Ha tres días la bestia no sabe de bocado.
¡Pobre abuelita inválida, quién la va a defender!
... Se la comió riendo toda y pausadamente
y se puso en seguida sus ropas de mujer.

 

Tocan dedos menudos a la entornada puerta.
De la arrugada cama, dice el Lobo: "¿Quién va?".
La voz es ronca. "Pero la abuelita está enferma",
la niña ingenua explica. "De parte de mamá".

 

Caperucita ha entrado, olorosa de bayas.
Le tiemblan en las manos gajos de salvia en flor.
"Deja los pastelitos; ven a entibiarme el lecho".
Caperucita cede al reclamo de amor.

 

De entre la cofia salen las orejas monstruosas.
"¿Por qué tan largas?", dice la niña con candor.
Y el velludo engañoso, abrazando a la niña:
"¿Para qué son tan largas?

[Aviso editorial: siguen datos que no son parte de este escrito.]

use super::{Descriptor, EcCtx, Error, Result, SliceMeta, WireAction};
use crate::config::EcConf;
use crate::fs::content::WORK_EC;
use crate::hash;
use crate::lom::Lom;
use crate::transport::{self, Msg, SliceResp};
use bytes::Bytes;
use reed_solomon_erasure::galois_8::ReedSolomon;
use std::sync::Arc;

/// rebuild a lost object from its slices (or a surviving replica).
///
/// the flow: broadcast a slice request to the candidate holders,
/// register a pending writer per respondent, wait with the send-file
/// bound, then either adopt a whole replica or reconstruct from any
/// `data` of the `data+parity` slices. the LOM is only written on
/// success.
pub async fn restore_object(ctx: &Arc<EcCtx>, conf: &EcConf, lom: &mut Lom) -> Result<()> {
    let uname = lom.uname();
    let peers: Vec<(String, String)> = ctx
        .smap
        .borrow()
        .hrw_targets(&uname, &ctx.daemon_id)
        .iter()
        .map(|t| (t.daemon_id.clone(), t.addr.clone()))
        .collect();

    // writers first, so an answer racing the broadcast has a home
    let mut waits = Vec::new();
    let mut to = Vec::new();
    for (daemon_id, _) in &peers {
        let key = transport::wire_uname(daemon_id, lom.bucket(), lom.objname());
        match ctx.writers.reg_writer(&key) {
            Ok(rx) => {
                waits.push((key, rx));
                to.push(daemon_id.clone());
            }
            Err(err) => log::warn!("restore '{}': {}", uname, err),
        }
    }
    if to.is_empty() {
        return Err(Error::NotEnoughSlices(uname));
    }

    let desc = Descriptor {
        action: WireAction::GetSlice,
        sender: ctx.daemon_id.clone(),
        meta: None,
        exists: false,
        is_slice: false,
    };
    let send = ctx
        .req_bundle
        .send(
            Msg {
                hdr: super::encode::header(lom, &desc)?,
                body: None,
                cb: None,
            },
            &to,
        )
        .await;
    if let Err(err) = send {
        for (key, _) in &waits {
            ctx.writers.unreg_writer(key);
        }
        return Err(err.into());
    }

    // wait on all respondents concurrently, each with its own bound
    let send_file = ctx.send_file;
    let writers = ctx.writers.clone();
    let answers = futures::future::join_all(waits.into_iter().map(|(key, rx)| {
        let writers = writers.clone();
        async move {
            match tokio::time::timeout(send_file, rx).await {
                Ok(Ok(resp)) => Some(resp),
                Ok(Err(_)) => {
                    writers.unreg_writer(&key);
                    None
                }
                Err(_) => {
                    // the late answer, if any, is dropped after drain
                    writers.unreg_writer(&key);
                    log::warn!("slice of '{}' timed out after {:?}", key, send_file);
                    None
                }
            }
        }
    }))
    .await;

    let total = conf.data_slices + conf.parity_slices;
    let mut slices: Vec<Option<Vec<u8>>> = vec![None; total];
    let mut replica: Option<(Bytes, SliceMeta)> = None;
    let mut slice_meta: Option<SliceMeta> = None;

    for resp in answers.into_iter().flatten() {
        if let Err(err) = accept(resp, &mut slices, &mut replica, &mut slice_meta) {
            log::warn!("restore '{}': bad response: {:#}", uname, err);
        }
    }

    let (content, meta) = match replica {
        Some((body, meta)) => (body.to_vec(), meta),
        None => {
            let meta = slice_meta.ok_or_else(|| Error::NotEnoughSlices(uname.clone()))?;
            let have = slices.iter().filter(|s| s.is_some()).count();
            if have < meta.data_slices {
                return Err(Error::NotEnoughSlices(uname));
            }
            let rs = ReedSolomon::new(meta.data_slices, meta.parity_slices)?;
            rs.reconstruct(&mut slices)?;

            let mut content = Vec::with_capacity(meta.obj_size as usize);
            for shard in slices.iter().take(meta.data_slices) {
                content.extend_from_slice(shard.as_ref().unwrap_or(&Vec::new()));
            }
            content.truncate(meta.obj_size as usize);
            (content, meta)
        }
    };

    write_restored(lom, content, meta).await
}

/// sort one delivered response into the replica slot or the slice
/// table, verifying its payload checksum first.
fn accept(
    resp: SliceResp,
    slices: &mut [Option<Vec<u8>>],
    replica: &mut Option<(Bytes, SliceMeta)>,
    slice_meta: &mut Option<SliceMeta>,
) -> Result<()> {
    if !resp.exists {
        return Ok(());
    }
    let desc = Descriptor::from_bytes(&resp.hdr.opaque)?;
    let meta = match desc.meta {
        Some(meta) => meta,
        None => {
            return Err(Error::CorruptedSliceMeta(
                "response without slice metadata".into(),
            ))
        }
    };

    if let Some(expect) = &meta.slice_cksum {
        let got = hash::checksum(expect.typ, &resp.body);
        if got != *expect {
            return Err(Error::CorruptedSliceMeta(format!(
                "slice {} checksum mismatch: {} != {}",
                meta.slice_id, got, expect
            )));
        }
    }

    if meta.slice_id == 0 {
        *replica = Some((resp.body, meta));
    } else if meta.slice_id <= slices.len() {
        slices[meta.slice_id - 1] = Some(resp.body.to_vec());
        *slice_meta = Some(meta);
    } else {
        return Err(Error::CorruptedSliceMeta(format!(
            "slice id {} out of range",
            meta.slice_id
        )));
    }
    Ok(())
}

/// land the restored bytes: workfile, atomic rename, then LOM persist.
async fn write_restored(lom: &mut Lom, content: Vec<u8>, meta: SliceMeta) -> Result<()> {
    let mp = lom.mpath().clone();
    let work_fqn = mp.work_fqn(lom.local(), lom.bucket(), lom.objname(), WORK_EC);
    if let Some(parent) = work_fqn.parent() {
        tokio::fs::create_dir_all(parent).await?;
    }
    if let Err(err) = tokio::fs::write(&work_fqn, &content).await {
        let _ = tokio::fs::remove_file(&work_fqn).await;
        return Err(err.into());
    }

    if let Some(parent) = lom.fqn.parent() {
        tokio::fs::create_dir_all(parent).await?;
    }
    if let Err(err) = tokio::fs::rename(&work_fqn, &lom.fqn).await {
        let _ = tokio::fs::remove_file(&work_fqn).await;
        return Err(err.into());
    }

    lom.size = meta.obj_size;
    lom.version = meta.obj_version.clone();
    lom.cksum = meta.obj_cksum.clone();
    lom.touch();
    lom.persist()?;
    Ok(())
}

Para oírte mejor".

 

El cuerpecito tierno le dilata los ojos.
El terror en la niña los dilata también.
"Abuelita, decidme ¿por qué esos grandes ojos?"
"Corazoncito mío, para mirarte bien..."

 

Y el viejo Lobo ríe, y entre la boca negra
tienen los dientes blancos un terrible fulgor.
"Abuelita, decidme ¿por qué esos grandes dientes?"
"Corazoncito, para devorarte mejor..."

 

Ha arrollado la bestia, bajo sus pelos ásperos
el cuerpecito trémulo, suave como un vellón,
y ha molido las carnes y ha molido los huesos
y ha exprimido como una cereza el corazón.
 


Gabriela Mistral. Poeta, diplomática y profesora. Su nombre real es Lucila de María del Perpetuo Socorro Godoy Alcayaga. Nació el 7 de abril de 1889 en la ciudad San Isidro de Vicuña, Chile. El 10 de diciembre de 1945 recibió el Premio Nóbel de Literatura convirtiéndose en el primer literato latinoamericano en ser premiado con este galardón. En 1951 fue premiada con el Premio Nacional de Literatura de Chile. Falleció el día 10 de enero de 1957 en la ciudad de Nueva York, Estados Unidos.